Aim of the exercise:
Scan the entries for the word "through" and return every line that has it.

[[ Data for this task open ]]

//! Comment Sentry: harvests comments from social-media posts and flags abuse
//!
//! This crate drives a real browser session against pages that actively
//! resist automation (app-wall overlays, infinite scroll, unstable markup),
//! extracts the comments it can reach and scores each one for toxicity.

pub mod browser;
pub mod comment;
pub mod config;
pub mod crawler;
pub mod harvest;
pub mod output;
pub mod scoring;
pub mod state;
pub mod storage;
pub mod url;

use thiserror::Error;

/// Main error type for Comment Sentry operations
///
/// Only setup failures surface through this type. Page-level trouble
/// (missing selectors, read timeouts, empty feeds) is absorbed by the
/// harvesting layers and reported as partial or empty results.
#[derive(Debug, Error)]
pub enum SentryError {
    #[error("Configuration error: {0}")]
    Config(#[from] ConfigError),

    #[error("Browser error: {0}")]
    Browser(#[from] browser::DriverError),

    #[error("Storage error: {0}")]
    Storage(#[from] storage::StorageError),

    #[error("URL error: {0}")]
    UrlError(#[from] UrlError),

    #[error("Toxicity model error: {0}")]
    Model(#[from] scoring::ModelError),
}

/// Configuration-specific errors
#[derive(Debug, Error)]
pub enum ConfigError {
    #[error("Failed to read config file: {0}")]
    Io(#[from] std::io::Error),

    #[error("Failed to parse TOML: {0}")]
    Parse(#[from] toml::de::Error),

    #[error("Validation error: {0}")]
    Validation(String),

    #[error("Invalid URL in config: {0}")]
    InvalidUrl(String),

    #[error("Invalid block pattern: {0}")]
    InvalidPattern(String),

    #[error("Invalid value for {key}: {value}")]
    InvalidEnv { key: String, value: String },
}

/// URL-specific errors
#[derive(Debug, Error)]
pub enum UrlError {
    #[error("Failed to parse URL: {0}")]
    Parse(String),

    #[error("Invalid URL scheme: {0}")]
    InvalidScheme(String),

    #[error("Missing domain in URL")]
    MissingDomain,
}

/// Result type alias for Comment Sentry operations
pub type Result<T> = std::result::Result<T, SentryError>;

/// Result type alias for configuration operations
pub type ConfigResult<T> = std::result::Result<T, ConfigError>;

/// Result type alias for URL operations
pub type UrlResult<T> = std::result::Result<T, UrlError>;

// Re-export commonly used types
pub use comment::{comment_id, RawComment, ScoredComment};
pub use config::Config;
pub use crawler::{CrawlOrchestrator, CrawlReport};
pub use state::CrawlState;
pub use url::{normalize_post_url, PostReference};
use crate::config::types::{Config, CrawlerConfig, OverlayConfig, ScoringConfig, TargetConfig};
use crate::ConfigError;
use regex::Regex;
use url::Url;

/// Validates the entire configuration
pub fn validate(config: &Config) -> Result<(), ConfigError> {
    validate_target_config(&config.target)?;
    validate_crawler_config(&config.crawler)?;
    validate_scoring_config(&config.scoring)?;
    validate_output_config(&config.output)?;
    validate_overlay_config(&config.overlay)?;
    Ok(())
}

/// Validates profile and single-post URLs when present
fn validate_target_config(config: &TargetConfig) -> Result<(), ConfigError> {
    for (name, value) in [
        ("profile_url", &config.profile_url),
        ("single_url", &config.single_url),
    ] {
        if let Some(raw) = value {
            let url = Url::parse(raw)
                .map_err(|e| ConfigError::InvalidUrl(format!("Invalid {}: {}", name, e)))?;

            if url.scheme() != "http" && url.scheme() != "https" {
                return Err(ConfigError::InvalidUrl(format!(
                    "{} must use http or https, got '{}'",
                    name, raw
                )));
            }
        }
    }

    Ok(())
}

/// Validates crawler configuration
fn validate_crawler_config(config: &CrawlerConfig) -> Result<(), ConfigError> {
    if config.max_posts < 1 {
        return Err(ConfigError::Validation(format!(
            "max_posts must be >= 1, got {}",
            config.max_posts
        )));
    }

    if config.link_iterations < 1 || config.comment_cycles < 1 {
        return Err(ConfigError::Validation(
            "link_iterations and comment_cycles must be >= 1".to_string(),
        ));
    }

    if config.navigation_timeout_ms < 1_000 {
        return Err(ConfigError::Validation(format!(
            "navigation_timeout must be >= 1000ms, got {}ms",
            config.navigation_timeout_ms
        )));
    }

    if config.politeness_min_ms > config.politeness_max_ms {
        return Err(ConfigError::Validation(format!(
            "politeness_min ({}ms) exceeds politeness_max ({}ms)",
            config.politeness_min_ms, config.politeness_max_ms
        )));
    }

    if config.region_hint.is_empty() || !config.region_hint.chars().all(|c| c.is_alphanumeric()) {
        return Err(ConfigError::Validation(format!(
            "region_hint must be a non-empty alphanumeric code, got '{}'",
            config.region_hint
        )));
    }

    Ok(())
}

/// Validates scoring thresholds and model settings
fn validate_scoring_config(config: &ScoringConfig) -> Result<(), ConfigError> {
    if !config.rule_threshold.is_finite() || config.rule_threshold < 0.0 {
        return Err(ConfigError::Validation(format!(
            "rule_threshold must be a non-negative number, got {}",
            config.rule_threshold
        )));
    }

    if !config.toxic_threshold.is_finite() || !(0.0..=1.0).contains(&config.toxic_threshold) {
        return Err(ConfigError::Validation(format!(
            "toxic_threshold must be between 0 and 1, got {}",
            config.toxic_threshold
        )));
    }

    // A missing model URL is allowed; scoring falls back to rules only
    if let Some(url) = config.model_url.as_deref() {
        Url::parse(url).map_err(|e| ConfigError::InvalidUrl(format!("Invalid model_url: {}", e)))?;
    }

    Ok(())
}

/// Validates output configuration
fn validate_output_config(config: &crate::config::types::OutputConfig) -> Result<(), ConfigError> {
    if config.database_path.is_empty() {
        return Err(ConfigError::Validation(
            "database_path cannot be empty".to_string(),
        ));
    }

    if config.debug_dir.is_empty() {
        return Err(ConfigError::Validation("debug_dir cannot be empty".to_string()));
    }

    Ok(())
}

/// Validates overlay patterns and the full-screen heuristic bounds
fn validate_overlay_config(config: &OverlayConfig) -> Result<(), ConfigError> {
    for pattern in &config.block_patterns {
        Regex::new(pattern)
            .map_err(|e| ConfigError::InvalidPattern(format!("'{}': {}", pattern, e)))?;
    }

    if !(0.0..=1.0).contains(&config.coverage) {
        return Err(ConfigError::Validation(format!(
            "coverage must be between 0 and 1, got {}",
            config.coverage
        )));
    }

    Ok(())
}
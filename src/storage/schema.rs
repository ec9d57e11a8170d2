//! Database schema definitions
//!
//! One table of scored comments keyed by fingerprint id.

/// SQL schema for the database
pub const SCHEMA_SQL: &str = r#"
-- Scored comments, one row per fingerprint
CREATE TABLE IF NOT EXISTS comments (
    id TEXT PRIMARY KEY,
    post_url TEXT NOT NULL,
    post_title TEXT,
    author TEXT NOT NULL,
    text TEXT NOT NULL,
    scraped_at TEXT NOT NULL,
    rule_score REAL NOT NULL,
    model_scores TEXT,
    flagged INTEGER NOT NULL DEFAULT 0
);

CREATE INDEX IF NOT EXISTS idx_comments_post ON comments(post_url);
CREATE INDEX IF NOT EXISTS idx_comments_flagged ON comments(flagged);
"#;

/// Initializes the database schema
///
/// # Arguments
///
/// * `conn` - The database connection
///
/// # Returns
///
/// * `Ok(())` - Schema initialized successfully
/// * `Err(rusqlite::Error)` - Failed to initialize schema
pub fn initialize_schema(conn: &rusqlite::Connection) -> Result<(), rusqlite::Error> {
    conn.execute_batch(SCHEMA_SQL)?;
    Ok(())
}

#[cfg(test)]
mod tests {
    use super::*;
    use rusqlite::Connection;

    #[test]
    fn test_schema_is_idempotent() {
        let conn = Connection::open_in_memory().unwrap();
        initialize_schema(&conn).unwrap();
        assert!(initialize_schema(&conn).is_ok());
    }

    #[test]
    fn test_comments_table_exists() {
        let conn = Connection::open_in_memory().unwrap();
        initialize_schema(&conn).unwrap();

        let count: i64 = conn
            .query_row(
                "SELECT COUNT(*) FROM sqlite_master WHERE type='table' AND name='comments'",
                [],
                |row| row.get(0),
            )
            .unwrap();
        assert_eq!(count, 1);
    }
}
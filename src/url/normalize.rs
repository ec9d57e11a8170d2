use crate::UrlError;
use url::Url;

/// Query parameter carrying the region hint
pub const REGION_PARAM: &str = "region";

/// Fragment that makes post pages open on their comment section
pub const COMMENTS_FRAGMENT: &str = "comments";

/// Normalizes a post URL so it opens on the comment section
///
/// # Normalization Steps
///
/// 1. Parse the URL; reject if malformed or not HTTP(S)
/// 2. Append `region=<region>` unless a `region` parameter is present
///    (any case, any value)
/// 3. Set the fragment to `#comments`, replacing any other fragment
///
/// Both steps leave an already-normalized URL untouched, so applying the
/// function twice yields the same string as applying it once.
///
/// # Arguments
///
/// * `url_str` - The URL string to normalize
/// * `region` - Region code used when no region hint is present
///
/// # Returns
///
/// * `Ok(Url)` - Normalized URL
/// * `Err(UrlError)` - Failed to parse the URL
///
/// # Examples
///
/// ```
/// use comment_sentry::url::normalize_post_url;
///
/// let url = normalize_post_url("https://example.com/post/42", "US").unwrap();
/// assert_eq!(url.as_str(), "https://example.com/post/42?region=US#comments");
/// ```
pub fn normalize_post_url(url_str: &str, region: &str) -> Result<Url, UrlError> {
    let mut url = with_region_hint(url_str, region)?;

    if url.fragment() != Some(COMMENTS_FRAGMENT) {
        url.set_fragment(Some(COMMENTS_FRAGMENT));
    }

    Ok(url)
}

/// Adds a region hint query parameter when none is present
///
/// Used on its own for profile pages that time out without a region hint.
pub fn with_region_hint(url_str: &str, region: &str) -> Result<Url, UrlError> {
    let mut url = parse_http_url(url_str)?;

    if !has_region_hint(&url) {
        url.query_pairs_mut().append_pair(REGION_PARAM, region);
    }

    Ok(url)
}

/// Returns true if the URL already carries a region parameter
pub fn has_region_hint(url: &Url) -> bool {
    url.query_pairs()
        .any(|(key, _)| key.eq_ignore_ascii_case(REGION_PARAM))
}

/// Returns the deduplication key of a post URL: its path alone
///
/// Query string, fragment and host are ignored, so the mobile and desktop
/// hosts of the same post collapse to one key. A trailing slash is
/// dropped except for the root path.
pub fn post_path_key(url: &Url) -> String {
    let path = url.path();
    if path.len() > 1 && path.ends_with('/') {
        path[..path.len() - 1].to_string()
    } else {
        path.to_string()
    }
}

fn parse_http_url(url_str: &str) -> Result<Url, UrlError> {
    let url = Url::parse(url_str.trim()).map_err(|e| UrlError::Parse(e.to_string()))?;

    if url.scheme() != "http" && url.scheme() != "https" {
        return Err(UrlError::InvalidScheme(format!(
            "Only HTTP and HTTPS schemes are supported, got: {}",
            url.scheme()
        )));
    }

    if url.host_str().is_none() {
        return Err(UrlError::MissingDomain);
    }

    Ok(url)
}

#[cfg(test)]
mod tests {
    use super::*;

    #[test]
    fn test_adds_region_and_fragment() {
        let result = normalize_post_url("https://example.com/post/1", "US").unwrap();
        assert_eq!(result.as_str(), "https://example.com/post/1?region=US#comments");
    }

    #[test]
    fn test_appends_to_existing_query() {
        let result = normalize_post_url("https://example.com/post/1?lang=en", "US").unwrap();
        assert_eq!(
            result.as_str(),
            "https://example.com/post/1?lang=en&region=US#comments"
        );
    }

    #[test]
    fn test_keeps_existing_region() {
        let result = normalize_post_url("https://example.com/post/1?Region=GB", "US").unwrap();
        assert_eq!(result.as_str(), "https://example.com/post/1?Region=GB#comments");
    }

    #[test]
    fn test_replaces_other_fragment() {
        let result = normalize_post_url("https://example.com/post/1#top", "US").unwrap();
        assert_eq!(result.as_str(), "https://example.com/post/1?region=US#comments");
    }

    #[test]
    fn test_region_goes_before_existing_fragment() {
        let result = normalize_post_url("https://example.com/post/1#comments", "US").unwrap();
        assert_eq!(result.as_str(), "https://example.com/post/1?region=US#comments");
    }

    #[test]
    fn test_normalization_is_idempotent() {
        let inputs = [
            "https://example.com/post/1",
            "https://example.com/@user/7312?foo=bar#x",
            "http://m.example.com/article/abc?region=JP",
            "https://example.com/share/post/9#comments",
        ];

        for input in inputs {
            let once = normalize_post_url(input, "US").unwrap();
            let twice = normalize_post_url(once.as_str(), "US").unwrap();
            assert_eq!(once, twice, "Not idempotent for {}", input);
        }
    }

    #[test]
    fn test_region_hint_leaves_fragment_alone() {
        let result = with_region_hint("https://example.com/@user", "US").unwrap();
        assert_eq!(result.as_str(), "https://example.com/@user?region=US");
    }

    #[test]
    fn test_path_key_ignores_query_and_fragment() {
        let a = Url::parse("https://example.com/post/1?region=US#comments").unwrap();
        let b = Url::parse("https://example.com/post/1?utm=x").unwrap();
        let c = Url::parse("https://m.example.com/post/1/").unwrap();
        assert_eq!(post_path_key(&a), "/post/1");
        assert_eq!(post_path_key(&a), post_path_key(&b));
        assert_eq!(post_path_key(&a), post_path_key(&c));
    }

    #[test]
    fn test_invalid_scheme() {
        let result = normalize_post_url("ftp://example.com/post/1", "US");
        assert!(matches!(result.unwrap_err(), UrlError::InvalidScheme(_)));
    }

    #[test]
    fn test_malformed_url() {
        assert!(normalize_post_url("not a url", "US").is_err());
    }
}
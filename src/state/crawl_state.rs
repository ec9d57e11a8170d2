/// Crawl state definitions for the orchestrator
///
/// A crawl of a profile or a single post walks these states. Each attempt
/// records the states it visits in a [`StateTrail`], which makes the
/// fallback path observable in reports and tests.
use std::fmt;

/// Represents where a crawl attempt currently is
#[derive(Debug, Clone, Copy, PartialEq, Eq, Hash)]
pub enum CrawlState {
    // ===== Active States =====
    /// A browsing context is open, nothing loaded yet
    Start,

    /// Navigating to the target URL
    Navigate,

    /// Sweeping app-wall overlays off the loaded page
    SuppressOverlays,

    /// Scrolling a profile page for post links
    HarvestLinks,

    /// Visiting harvested posts one after another
    VisitPosts,

    /// Scrolling a post's comment section
    LoadComments,

    /// Reading comments off the page
    Extract,

    /// Attaching toxicity scores
    Score,

    /// Zero results under the default profile; retrying under the fallback
    ErrorFallback,

    // ===== Terminal States =====
    /// Finished with results
    Done,

    /// Still zero results after the fallback; a debug snapshot was taken
    Failed,
}

impl CrawlState {
    /// Returns true if no further transitions are possible
    pub fn is_terminal(&self) -> bool {
        matches!(self, Self::Done | Self::Failed)
    }

    /// Returns true if `next` is a legal successor of this state
    pub fn can_transition_to(&self, next: CrawlState) -> bool {
        use CrawlState::*;
        matches!(
            (self, next),
            (Start, Navigate)
                | (Navigate, SuppressOverlays)
                | (Navigate, ErrorFallback)
                | (Navigate, Failed)
                | (SuppressOverlays, HarvestLinks)
                | (SuppressOverlays, LoadComments)
                | (HarvestLinks, VisitPosts)
                | (HarvestLinks, ErrorFallback)
                | (HarvestLinks, Failed)
                | (VisitPosts, Done)
                | (LoadComments, Extract)
                | (Extract, Score)
                | (Extract, ErrorFallback)
                | (Extract, Failed)
                | (Score, Done)
                | (ErrorFallback, Start)
        )
    }

    /// Short lowercase name used in logs
    pub fn as_str(&self) -> &'static str {
        match self {
            Self::Start => "start",
            Self::Navigate => "navigate",
            Self::SuppressOverlays => "suppress-overlays",
            Self::HarvestLinks => "harvest-links",
            Self::VisitPosts => "visit-posts",
            Self::LoadComments => "load-comments",
            Self::Extract => "extract",
            Self::Score => "score",
            Self::ErrorFallback => "error-fallback",
            Self::Done => "done",
            Self::Failed => "failed",
        }
    }
}

impl fmt::Display for CrawlState {
    fn fmt(&self, f: &mut fmt::Formatter<'_>) -> fmt::Result {
        f.write_str(self.as_str())
    }
}

/// Ordered record of the states a crawl went through
#[derive(Debug, Clone, PartialEq, Eq)]
pub struct StateTrail {
    states: Vec<CrawlState>,
}

impl Default for StateTrail {
    fn default() -> Self {
        Self::new()
    }
}

impl StateTrail {
    /// Creates a trail positioned at `Start`
    pub fn new() -> Self {
        Self {
            states: vec![CrawlState::Start],
        }
    }

    /// The state the crawl is in now
    pub fn current(&self) -> CrawlState {
        self.states
            .last()
            .copied()
            .unwrap_or(CrawlState::Start)
    }

    /// Moves to `next`
    ///
    /// An illegal transition is a bug in the orchestrator. It is logged and
    /// recorded anyway so the trail stays truthful.
    pub fn advance(&mut self, next: CrawlState) {
        let current = self.current();
        if !current.can_transition_to(next) {
            tracing::error!("Invalid crawl state transition: {} -> {}", current, next);
        } else {
            tracing::debug!("Crawl state: {} -> {}", current, next);
        }
        self.states.push(next);
    }

    /// All visited states in order
    pub fn states(&self) -> &[CrawlState] {
        &self.states
    }

    /// Returns true if the trail passed through `state`
    pub fn visited(&self, state: CrawlState) -> bool {
        self.states.contains(&state)
    }

    /// Returns true if every recorded step was a legal transition
    pub fn is_consistent(&self) -> bool {
        self.states
            .windows(2)
            .all(|pair| pair[0].can_transition_to(pair[1]))
    }
}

[[ Data for this task closed ]]

Solution for this exercise:
/// Only setup failures surface through this type. Page-level trouble
/// Ordered record of the states a crawl went through
    /// Returns true if the trail passed through `state`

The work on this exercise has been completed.